Además su mejor conquista: la libertad, que no ha sido al fin y al cabo un hecho simple, sino una posibilidad ganada a pesar de todos los obstáculos que el individuo se ha encontrado en el camino hacia ella y una serie de hechos que en la historia se han escrito alrededor de dicha realidad.
Es en dicho sentido lo que grandes pensadores desde Platón hasta Marx, pasando por Spinoza, Bergson, Kant, Freud o Mills, consideran que ser libre es tener autonomía y voluntad plenas para no dejarse influenciar, ni avasallar por nada, ni nadie.
Conquistar la libertad cada día, en palabras de Sartre, enfrentar todo determinismo publicitario y comercial que socava el acto libre y toda conducta plena de la voluntad humana, debe ser el afán definitivo del hombre libre.
Dicha idea de libertad, tan antigua como la esperanza misma, ha estado presente en todos los textos sánscritos desde Aristóteles y Epicuro hasta San Agustín y Descartes.
Desde la caverna de Platón, el esfuerzo de romper las cadenas para trepar con cautela sobre los muros de la cueva y ver el sol por vez primera, pero ¿y qué sería de la libertad sin la esencia humana de ella? Es un ser humano en quien se realiza, al fin y al cabo si aquel filósofo después de ver el sol no regresara a la caverna para explicarle a cada uno de los sujetos que lo que tienen alrededor no es nada más que un espejismo, que la verdadera libertad no radica más que en la conciencia de la verdad.
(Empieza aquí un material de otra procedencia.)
// This Source Code Form is subject to the terms of the Mozilla Public
// License, v. 2.0. If a copy of the MPL was not distributed with this
// file, You can obtain one at https://mozilla.org/MPL/2.0/.

//! Composed viewer state and its reducer
//!
//! One immutable state value per open viewer. Every transition goes through
//! [`ViewerState::apply`], which returns a complete replacement state, so a
//! listener comparing before/after never observes a partial update.

use crate::layers::LayerSet;
use crate::measurement::Measurement;
use crate::scene3d::{ClippingPlane, ClippingPlanePatch, SceneState};
use crate::selection::SelectionState;
use crate::transform::ViewTransform;
use plan_lite_core::{Layer, Point2D};
use serde::{Deserialize, Serialize};

/// Active canvas tool
///
/// Drawing tools past `Select`/`Pan` are placeholders for the editing
/// surface; they carry no parser-level behavior here.
#[derive(Debug, Clone, Copy, Default, Serialize, Deserialize, PartialEq, Eq)]
#[serde(rename_all = "lowercase")]
pub enum Tool {
    #[default]
    Select,
    Pan,
    Wall,
    Door,
    Window,
    Dimension,
    Text,
    Erase,
}

/// Whole viewer state: tool, layers, selection, transform, measurement,
/// and the 3D mirror state
#[derive(Debug, Clone, Default, Serialize, Deserialize, PartialEq)]
pub struct ViewerState {
    pub tool: Tool,
    pub layers: LayerSet,
    pub selection: SelectionState,
    pub transform: ViewTransform,
    pub measurement: Measurement,
    pub scene: SceneState,
}

/// Every discrete transition the viewer supports
#[derive(Debug, Clone, PartialEq)]
pub enum ViewerAction {
    SetTool(Tool),

    ToggleLayerVisibility(Layer),
    SetLayerLocked(Layer, bool),
    SetLayerOpacity(Layer, f64),
    ShowAllLayers,
    HideAllLayers,

    Select { id: String, additive: bool },
    Deselect(String),
    ClearSelection,
    SetHovered(Option<String>),
    PointerLeft,

    PanBy { dx: f64, dy: f64 },
    ZoomAt { screen: Point2D, direction: i8 },
    Rotate(f64),
    FitToContent { content: (f64, f64), viewport: (f64, f64) },
    ResetView,

    StartMeasurement,
    AddMeasurementPoint(Point2D),
    ClearMeasurement,

    SetTotalFloors(usize),
    ToggleFloor(usize),
    ShowFloor(usize),
    HideFloor(usize),
    IsolateFloor(usize),
    ShowAllFloors,
    HideAllFloors,
    SetFloorOpacity(usize, f64),
    SetExploded(bool),
    ToggleExploded,
    SetExplodeDistance(f64),
    AddClippingPlane(ClippingPlane),
    RemoveClippingPlane(String),
    UpdateClippingPlane { id: String, patch: ClippingPlanePatch },
    ToggleClippingPlane(String),
    SetActiveClippingPlane(Option<String>),
}

impl ViewerState {
    /// Fresh state for a newly loaded plan.
    pub fn new() -> Self {
        Self::default()
    }

    /// Pure transition: build the complete successor state for one action.
    #[must_use]
    pub fn apply(&self, action: ViewerAction) -> Self {
        let mut next = self.clone();
        match action {
            ViewerAction::SetTool(tool) => next.tool = tool,

            ViewerAction::ToggleLayerVisibility(layer) => next.layers.toggle_visibility(layer),
            ViewerAction::SetLayerLocked(layer, locked) => next.layers.set_locked(layer, locked),
            ViewerAction::SetLayerOpacity(layer, opacity) => {
                next.layers.set_opacity(layer, opacity)
            }
            ViewerAction::ShowAllLayers => next.layers.show_all(),
            ViewerAction::HideAllLayers => next.layers.hide_all(),

            ViewerAction::Select { id, additive } => next.selection.select(&id, additive),
            ViewerAction::Deselect(id) => next.selection.deselect(&id),
            ViewerAction::ClearSelection => next.selection.clear(),
            ViewerAction::SetHovered(id) => next.selection.set_hovered(id),
            ViewerAction::PointerLeft => next.selection.pointer_left(),

            ViewerAction::PanBy { dx, dy } => next.transform = next.transform.panned_by(dx, dy),
            ViewerAction::ZoomAt { screen, direction } => {
                next.transform = next.transform.zoom_at(screen, direction)
            }
            ViewerAction::Rotate(delta) => next.transform = next.transform.rotated_by(delta),
            ViewerAction::FitToContent { content, viewport } => {
                next.transform = next
                    .transform
                    .fit_to_content(content.0, content.1, viewport.0, viewport.1)
            }
            ViewerAction::ResetView => next.transform = next.transform.reset(),

            ViewerAction::StartMeasurement => next.measurement.start(),
            ViewerAction::AddMeasurementPoint(point) => next.measurement.add_point(point),
            ViewerAction::ClearMeasurement => next.measurement.clear(),

            ViewerAction::SetTotalFloors(count) => next.scene.set_total_floors(count),
            ViewerAction::ToggleFloor(floor) => next.scene.toggle_floor(floor),
            ViewerAction::ShowFloor(floor) => next.scene.show_floor(floor),
            ViewerAction::HideFloor(floor) => next.scene.hide_floor(floor),
            ViewerAction::IsolateFloor(floor) => next.scene.isolate_floor(floor),
            ViewerAction::ShowAllFloors => next.scene.show_all_floors(),
            ViewerAction::HideAllFloors => next.scene.hide_all_floors(),
            ViewerAction::SetFloorOpacity(floor, opacity) => {
                next.scene.set_floor_opacity(floor, opacity)
            }
            ViewerAction::SetExploded(exploded) => next.scene.set_exploded(exploded),
            ViewerAction::ToggleExploded => next.scene.toggle_exploded(),
            ViewerAction::SetExplodeDistance(distance) => {
                next.scene.set_explode_distance(distance)
            }
            ViewerAction::AddClippingPlane(plane) => next.scene.add_clipping_plane(plane),
            ViewerAction::RemoveClippingPlane(id) => next.scene.remove_clipping_plane(&id),
            ViewerAction::UpdateClippingPlane { id, patch } => {
                next.scene.update_clipping_plane(&id, patch)
            }
            ViewerAction::ToggleClippingPlane(id) => next.scene.toggle_clipping_plane(&id),
            ViewerAction::SetActiveClippingPlane(id) => next.scene.set_active_clipping_plane(id),
        }
        next
    }
}

#[cfg(test)]
mod tests {
    use super::*;

    #[test]
    fn apply_returns_a_replacement_without_touching_the_original() {
        let state = ViewerState::new();
        let next = state.apply(ViewerAction::SetTool(Tool::Pan));
        assert_eq!(state.tool, Tool::Select);
        assert_eq!(next.tool, Tool::Pan);
    }

    #[test]
    fn interleaved_slices_stay_coherent() {
        let mut state = ViewerState::new();
        state = state.apply(ViewerAction::StartMeasurement);
        state = state.apply(ViewerAction::AddMeasurementPoint(Point2D::new(0.0, 0.0)));
        state = state.apply(ViewerAction::ToggleLayerVisibility(Layer::Grid));
        state = state.apply(ViewerAction::Select {
            id: "wall-0".into(),
            additive: false,
        });
        state = state.apply(ViewerAction::Rotate(90.0));
        state = state.apply(ViewerAction::AddMeasurementPoint(Point2D::new(3.0, 4.0)));

        assert!(state.measurement.is_active());
        assert_eq!(state.measurement.segments().len(), 1);
        assert!(!state.layers.is_visible(Layer::Grid));
        assert_eq!(state.selection.selected_ids(), ["wall-0"]);
        assert_eq!(state.transform.rotation, 90.0);
    }

    #[test]
    fn new_plan_gets_a_fresh_state() {
        let old = ViewerState::new()
            .apply(ViewerAction::SetTool(Tool::Pan))
            .apply(ViewerAction::HideAllLayers);
        let fresh = ViewerState::new();
        assert_ne!(old, fresh);
        assert_eq!(fresh.tool, Tool::Select);
        assert!(fresh.layers.is_visible(Layer::Architectural));
    }

    #[test]
    fn tool_serializes_lowercase() {
        assert_eq!(serde_json::to_string(&Tool::Select).unwrap(), "\"select\"");
        assert_eq!(serde_json::to_string(&Tool::Erase).unwrap(), "\"erase\"");
    }
}
// This Source Code Form is subject to the terms of the Mozilla Public
// License, v. 2.0. If a copy of the MPL was not distributed with this
// file, You can obtain one at https://mozilla.org/MPL/2.0/.

//! # Plan-Lite Viewer State
//!
//! Interactive state for viewing a parsed floor plan: the viewport
//! transform, selection and hit-testing, the measurement tool, per-layer
//! visibility flags, and the mirrored 3D scene state (floors, exploded
//! view, clipping planes).
//!
//! All state lives in one [`ViewerState`] value replaced wholesale through
//! [`ViewerState::apply`]; the [`CanvasHost`] wires pointer, wheel, and
//! keyboard events into those transitions, coalescing continuous pan input
//! to one step per rendered frame.
//!
//! ```rust
//! use plan_lite_viewer::{CanvasHost, Tool, ViewerAction};
//! use plan_lite_core::{parse, Point2D};
//!
//! let mut host = CanvasHost::new(800.0, 600.0);
//! host.load_plan(parse("<svg viewBox='0 0 100 80'/>").unwrap());
//! host.key("f", false); // fit the plan into the viewport
//! host.wheel(Point2D::new(400.0, 300.0), -120.0);
//! assert!(host.state().transform.zoom > 1.0);
//! ```

pub mod host;
pub mod layers;
pub mod measurement;
pub mod scene3d;
pub mod selection;
pub mod state;
pub mod transform;

pub use host::CanvasHost;
pub use layers::{LayerSet, LayerState};
pub use measurement::{MeasuredSegment, Measurement};
pub use scene3d::{
    ClippingPlane, ClippingPlanePatch, SceneState, DEFAULT_EXPLODE_DISTANCE,
    MAX_EXPLODE_DISTANCE, MIN_EXPLODE_DISTANCE,
};
pub use selection::{hit_test, SelectionState, HIT_TOLERANCE};
pub use state::{Tool, ViewerAction, ViewerState};
pub use transform::{ViewTransform, FIT_MARGIN, MAX_ZOOM, MIN_ZOOM, ZOOM_STEP};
Una conquista desapercibida y a veces hasta sin sentido en los seres humanos.
En dichos términos estrictos, la libertad no existe como producto terminado, sino que el hombre la conquista toda vez que su propia conciencia lo inspira a ser él mismo, único y finito, con principio y final.
Concebida de tal modo, la libertad es realmente la revelación auténtica de la dignidad humana. Como lo decían los grandes humanistas del Renacimiento, en palabras más claras, la revelación de la verdadera naturaleza del hombre, lo que este es y lo que es capaz de ser, más allá de las barreras, obstáculos y limitaciones inherentes a su finitud y a todas sus limitaciones intrínsecas.
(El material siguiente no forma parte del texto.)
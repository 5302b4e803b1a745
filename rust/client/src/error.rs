// This Source Code Form is subject to the terms of the Mozilla Public
// License, v. 2.0. If a copy of the MPL was not distributed with this
// file, You can obtain one at https://mozilla.org/MPL/2.0/.

use thiserror::Error;

/// Result type for retrieval operations
pub type Result<T> = std::result::Result<T, Error>;

/// Errors surfaced by the retrieval client
///
/// A one-shot `Retrieval` failure warrants a retry action in the UI; a
/// `BackendUnavailable` means every candidate address failed and deserves a
/// persistent banner. Neither clears previously fetched state.
#[derive(Error, Debug)]
pub enum Error {
    #[error("Retrieval failed for {url}: {source}")]
    Retrieval {
        url: String,
        #[source]
        source: reqwest::Error,
    },

    #[error("All {attempts} candidate backend addresses are unavailable")]
    BackendUnavailable { attempts: usize },

    #[error("Unexpected payload from {url}: {source}")]
    Payload {
        url: String,
        #[source]
        source: reqwest::Error,
    },
}
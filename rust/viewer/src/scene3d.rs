// This Source Code Form is subject to the terms of the Mozilla Public
// License, v. 2.0. If a copy of the MPL was not distributed with this
// file, You can obtain one at https://mozilla.org/MPL/2.0/.

//! Volumetric viewer state: floors, exploded view, clipping planes
//!
//! Mirrors the 2D layer model for the 3D side of the viewer. Floors carry
//! visibility and opacity, the exploded view separates floors vertically by
//! a configurable distance, and clipping planes are named half-space cuts.

use nalgebra::Vector3;
use rustc_hash::FxHashMap;
use serde::{Deserialize, Serialize};

pub const DEFAULT_EXPLODE_DISTANCE: f64 = 5.0;
pub const MIN_EXPLODE_DISTANCE: f64 = 1.0;
pub const MAX_EXPLODE_DISTANCE: f64 = 15.0;

/// A named half-space cut: unit-ish normal plus signed offset
#[derive(Debug, Clone, Serialize, Deserialize, PartialEq)]
pub struct ClippingPlane {
    pub id: String,
    pub name: String,
    pub normal: Vector3<f64>,
    pub constant: f64,
    pub enabled: bool,
}

/// Partial update for one clipping plane; absent fields keep their value
#[derive(Debug, Clone, Default, Serialize, Deserialize, PartialEq)]
pub struct ClippingPlanePatch {
    pub name: Option<String>,
    pub normal: Option<Vector3<f64>>,
    pub constant: Option<f64>,
    pub enabled: Option<bool>,
}

/// 3D scene state for one open model
#[derive(Debug, Clone, Serialize, Deserialize, PartialEq)]
pub struct SceneState {
    total_floors: usize,
    /// Subset of `0..total_floors`, kept sorted ascending.
    visible_floors: Vec<usize>,
    floor_opacity: FxHashMap<usize, f64>,
    exploded_view: bool,
    explode_distance: f64,
    clipping_planes: Vec<ClippingPlane>,
    active_clipping_plane: Option<String>,
}

impl Default for SceneState {
    fn default() -> Self {
        Self {
            total_floors: 0,
            visible_floors: Vec::new(),
            floor_opacity: FxHashMap::default(),
            exploded_view: false,
            explode_distance: DEFAULT_EXPLODE_DISTANCE,
            clipping_planes: Vec::new(),
            active_clipping_plane: None,
        }
    }
}

impl SceneState {
    pub fn total_floors(&self) -> usize {
        self.total_floors
    }

    pub fn visible_floors(&self) -> &[usize] {
        &self.visible_floors
    }

    pub fn is_floor_visible(&self, floor: usize) -> bool {
        self.visible_floors.binary_search(&floor).is_ok()
    }

    pub fn floor_opacity(&self, floor: usize) -> f64 {
        self.floor_opacity.get(&floor).copied().unwrap_or(1.0)
    }

    pub fn is_exploded(&self) -> bool {
        self.exploded_view
    }

    pub fn explode_distance(&self) -> f64 {
        self.explode_distance
    }

    pub fn clipping_planes(&self) -> &[ClippingPlane] {
        &self.clipping_planes
    }

    pub fn active_clipping_plane(&self) -> Option<&str> {
        self.active_clipping_plane.as_deref()
    }

    /// Resize the floor stack: every floor becomes visible at opacity 1.
    pub fn set_total_floors(&mut self, count: usize) {
        self.total_floors = count;
        self.visible_floors = (0..count).collect();
        self.floor_opacity = (0..count).map(|f| (f, 1.0)).collect();
    }

    pub fn toggle_floor(&mut self, floor: usize) {
        match self.visible_floors.binary_search(&floor) {
            Ok(position) => {
                self.visible_floors.remove(position);
            }
            Err(position) => {
                self.visible_floors.insert(position, floor);
            }
        }
    }

    pub fn show_floor(&mut self, floor: usize) {
        if let Err(position) = self.visible_floors.binary_search(&floor) {
            self.visible_floors.insert(position, floor);
        }
    }

    pub fn hide_floor(&mut self, floor: usize) {
        if let Ok(position) = self.visible_floors.binary_search(&floor) {
            self.visible_floors.remove(position);
        }
    }

    /// Show exactly one floor.
    pub fn isolate_floor(&mut self, floor: usize) {
        self.visible_floors = vec![floor];
    }

    pub fn show_all_floors(&mut self) {
        self.visible_floors = (0..self.total_floors).collect();
    }

    pub fn hide_all_floors(&mut self) {
        self.visible_floors.clear();
    }

    pub fn set_floor_opacity(&mut self, floor: usize, opacity: f64) {
        self.floor_opacity.insert(floor, opacity.clamp(0.0, 1.0));
    }

    /// Toggling the exploded view leaves the explode distance untouched.
    pub fn set_exploded(&mut self, exploded: bool) {
        self.exploded_view = exploded;
    }

    pub fn toggle_exploded(&mut self) {
        self.exploded_view = !self.exploded_view;
    }

    pub fn set_explode_distance(&mut self, distance: f64) {
        self.explode_distance = distance.clamp(MIN_EXPLODE_DISTANCE, MAX_EXPLODE_DISTANCE);
    }

    /// Append a plane. The new plane does not become active on its own.
    pub fn add_clipping_plane(&mut self, plane: ClippingPlane) {
        self.clipping_planes.push(plane);
    }

    /// Remove a plane; if it was the active one, active clears too.
    pub fn remove_clipping_plane(&mut self, id: &str) {
        self.clipping_planes.retain(|p| p.id != id);
        if self.active_clipping_plane.as_deref() == Some(id) {
            self.active_clipping_plane = None;
        }
    }

    /// Merge a partial update into the identified plane.
    pub fn update_clipping_plane(&mut self, id: &str, patch: ClippingPlanePatch) {
        if let Some(plane) = self.clipping_planes.iter_mut().find(|p| p.id == id) {
            if let Some(name) = patch.name {
                plane.name = name;
            }
            if let Some(normal) = patch.normal {
                plane.normal = normal;
            }
            if let Some(constant) = patch.constant {
                plane.constant = constant;
            }
            if let Some(enabled) = patch.enabled {
                plane.enabled = enabled;
            }
        }
    }

    /// Flip `enabled` only.
    pub fn toggle_clipping_plane(&mut self, id: &str) {
        if let Some(plane) = self.clipping_planes.iter_mut().find(|p| p.id == id) {
            plane.enabled = !plane.enabled;
        }
    }

    pub fn set_active_clipping_plane(&mut self, id: Option<String>) {
        self.active_clipping_plane = id;
    }
}

#[cfg(test)]
mod tests {
    use super::*;

    fn plane(id: &str) -> ClippingPlane {
        ClippingPlane {
            id: id.into(),
            name: format!("Section {}", id),
            normal: Vector3::new(0.0, 0.0, 1.0),
            constant: 0.0,
            enabled: true,
        }
    }

    #[test]
    fn set_total_floors_resets_visibility_and_opacity() {
        let mut scene = SceneState::default();
        scene.set_total_floors(4);
        scene.hide_floor(2);
        scene.set_floor_opacity(1, 0.3);

        scene.set_total_floors(3);
        assert_eq!(scene.visible_floors(), [0, 1, 2]);
        assert_eq!(scene.floor_opacity(1), 1.0);
    }

    #[test]
    fn toggle_keeps_floors_sorted() {
        let mut scene = SceneState::default();
        scene.set_total_floors(5);
        scene.hide_all_floors();
        scene.toggle_floor(3);
        scene.toggle_floor(0);
        scene.toggle_floor(4);
        assert_eq!(scene.visible_floors(), [0, 3, 4]);
        scene.toggle_floor(3);
        assert_eq!(scene.visible_floors(), [0, 4]);
    }

    #[test]
    fn isolate_shows_exactly_one_floor() {
        let mut scene = SceneState::default();
        scene.set_total_floors(6);
        scene.isolate_floor(2);
        assert_eq!(scene.visible_floors(), [2]);
        scene.show_all_floors();
        assert_eq!(scene.visible_floors().len(), 6);
    }

    #[test]
    fn show_and_hide_are_idempotent() {
        let mut scene = SceneState::default();
        scene.set_total_floors(3);
        scene.show_floor(1);
        scene.show_floor(1);
        assert_eq!(scene.visible_floors(), [0, 1, 2]);
        scene.hide_floor(1);
        scene.hide_floor(1);
        assert_eq!(scene.visible_floors(), [0, 2]);
    }

    #[test]
    fn toggling_exploded_preserves_distance() {
        let mut scene = SceneState::default();
        scene.set_explode_distance(9.0);
        scene.toggle_exploded();
        assert!(scene.is_exploded());
        assert_eq!(scene.explode_distance(), 9.0);
        scene.toggle_exploded();
        assert_eq!(scene.explode_distance(), 9.0);
    }

    #[test]
    fn explode_distance_clamps_to_ui_range() {
        let mut scene = SceneState::default();
        scene.set_explode_distance(40.0);
        assert_eq!(scene.explode_distance(), MAX_EXPLODE_DISTANCE);
        scene.set_explode_distance(0.0);
        assert_eq!(scene.explode_distance(), MIN_EXPLODE_DISTANCE);
    }

    #[test]
    fn adding_a_plane_does_not_activate_it() {
        let mut scene = SceneState::default();
        scene.add_clipping_plane(plane("p1"));
        assert_eq!(scene.clipping_planes().len(), 1);
        assert!(scene.active_clipping_plane().is_none());

        scene.set_active_clipping_plane(Some("p1".into()));
        assert_eq!(scene.active_clipping_plane(), Some("p1"));
    }

    #[test]
    fn removing_the_active_plane_clears_active() {
        let mut scene = SceneState::default();
        scene.add_clipping_plane(plane("p1"));
        scene.add_clipping_plane(plane("p2"));
        scene.set_active_clipping_plane(Some("p1".into()));

        scene.remove_clipping_plane("p1");
        assert!(scene.active_clipping_plane().is_none());
        assert_eq!(scene.clipping_planes().len(), 1);

        scene.set_active_clipping_plane(Some("p2".into()));
        scene.remove_clipping_plane("p1");
        assert_eq!(scene.active_clipping_plane(), Some("p2"));
    }

    #[test]
    fn update_merges_only_present_fields() {
        let mut scene = SceneState::default();
        scene.add_clipping_plane(plane("p1"));
        scene.update_clipping_plane(
            "p1",
            ClippingPlanePatch {
                constant: Some(2.5),
                enabled: Some(false),
                ..Default::default()
            },
        );
        let updated = &scene.clipping_planes()[0];
        assert_eq!(updated.constant, 2.5);
        assert!(!updated.enabled);
        assert_eq!(updated.name, "Section p1");
        assert_eq!(updated.normal, Vector3::new(0.0, 0.0, 1.0));
    }

    #[test]
    fn toggle_flips_enabled_only() {
        let mut scene = SceneState::default();
        scene.add_clipping_plane(plane("p1"));
        scene.toggle_clipping_plane("p1");
        assert!(!scene.clipping_planes()[0].enabled);
        assert_eq!(scene.clipping_planes()[0].constant, 0.0);
        scene.toggle_clipping_plane("missing");
        assert_eq!(scene.clipping_planes().len(), 1);
    }
}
Para Teilhard de Chardim, al igual que para Spinoza, existen de eso efectos positivos y palpables (que aparecen a lo largo de la vida humana), como lo son los fenómenos que el individuo sufre en su crecimiento y en su desarrollo, que Chardim denominaba pasiones que limitan a los sujetos, como el miedo, el terror, la enfermedad, la senectud y la muerte.
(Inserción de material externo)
// This Source Code Form is subject to the terms of the Mozilla Public
// License, v. 2.0. If a copy of the MPL was not distributed with this
// file, You can obtain one at https://mozilla.org/MPL/2.0/.

//! # Plan-Lite Core Parser
//!
//! SVG floor-plan interpreter built with [roxmltree](https://docs.rs/roxmltree).
//! Turns a backend-generated plan drawing into a typed, layered CAD element
//! model ready for interactive viewing.
//!
//! ## Overview
//!
//! - **Plan Parsing**: one pass over the drawing produces a [`ParsedPlan`] —
//!   sizing, classified elements in paint order, and the structural grid
//! - **Classification**: layer and element kind resolve from explicit
//!   metadata, then class/id keywords, then the stroke palette
//! - **Tolerant Decoding**: degenerate elements drop and unusable fields
//!   default; only a missing drawing root fails the parse
//! - **Path Approximation**: line-type path commands (`M/L/H/V`) are
//!   captured, curves are not tessellated
//!
//! ## Quick Start
//!
//! ```rust
//! use plan_lite_core::{parse, ElementKind, Layer};
//!
//! let drawing = r#"<svg viewBox="0 0 100 80">
//!   <rect x="10" y="10" width="20" height="15" class="space"/>
//!   <line x1="0" y1="0" x2="100" y2="0" class="wall"/>
//! </svg>"#;
//!
//! let plan = parse(drawing).unwrap();
//! assert_eq!(plan.width, 100.0);
//! assert_eq!(plan.elements.len(), 2);
//! assert_eq!(plan.elements[0].kind, ElementKind::Space);
//! assert_eq!(plan.elements[0].layer, Layer::Architectural);
//! ```

pub mod classify;
pub mod error;
pub mod geometry;
pub mod model;
pub mod parser;
pub mod path_data;

pub use classify::{classify_kind, classify_layer, NodeHints, ShapeFamily};
pub use error::{Error, Result};
pub use geometry::{Bounds, Point2D, Transform2D};
pub use model::{
    grid_label_x, grid_label_y, grid_labels, ElementKind, ElementStyle, Layer, ParsedPlan,
    PlanElement, SpaceInfo, TextInfo, ViewBox,
};
pub use parser::parse;
pub use path_data::extract_path_points;

// Re-export nalgebra types for convenience
pub use nalgebra::{Point2, Vector2, Vector3};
Desde dichas perspectivas señalaba también cuál es realmente la verdadera definición y sentido de la libertad, sino que lo que significa en su tesis final, conquistar y vencer todas las pasiones humanas, venciendo los miedos irracionales y el pavor ilegítimo. Solo así es posible santificar la vida humana.
De ahí que para Spinoza la libertad está vedada para los cansinos, los tímidos y los pesimistas. Estos no pueden ser libres porque quienes tienen criterios negativos contra la vida, quienes estén tullidos espiritualmente, no merecen vivirla.
Solo lo pueden ser quienes sean entusiastas y crean en la vida, en su carácter sagrado, en las oportunidades que brinda para lograr la autorrealización individual, aquellos que en términos de la vieja psicología no sucumban ante las regresiones, sino que fomenten la progresión, que requiere independencia y al mismo tiempo amor por los demás, que no es otra cosa que amar la vida misma y todas sus manifestaciones.
La verdadera raíz de la libertad está en la añeja sentencia griega: “Conócete a ti mismo”. El autoconocimiento siempre ha supuesto una superación de las limitaciones humanas y una adquisición de madurez, un modo para llegar a ser el hombre que en potencia se es.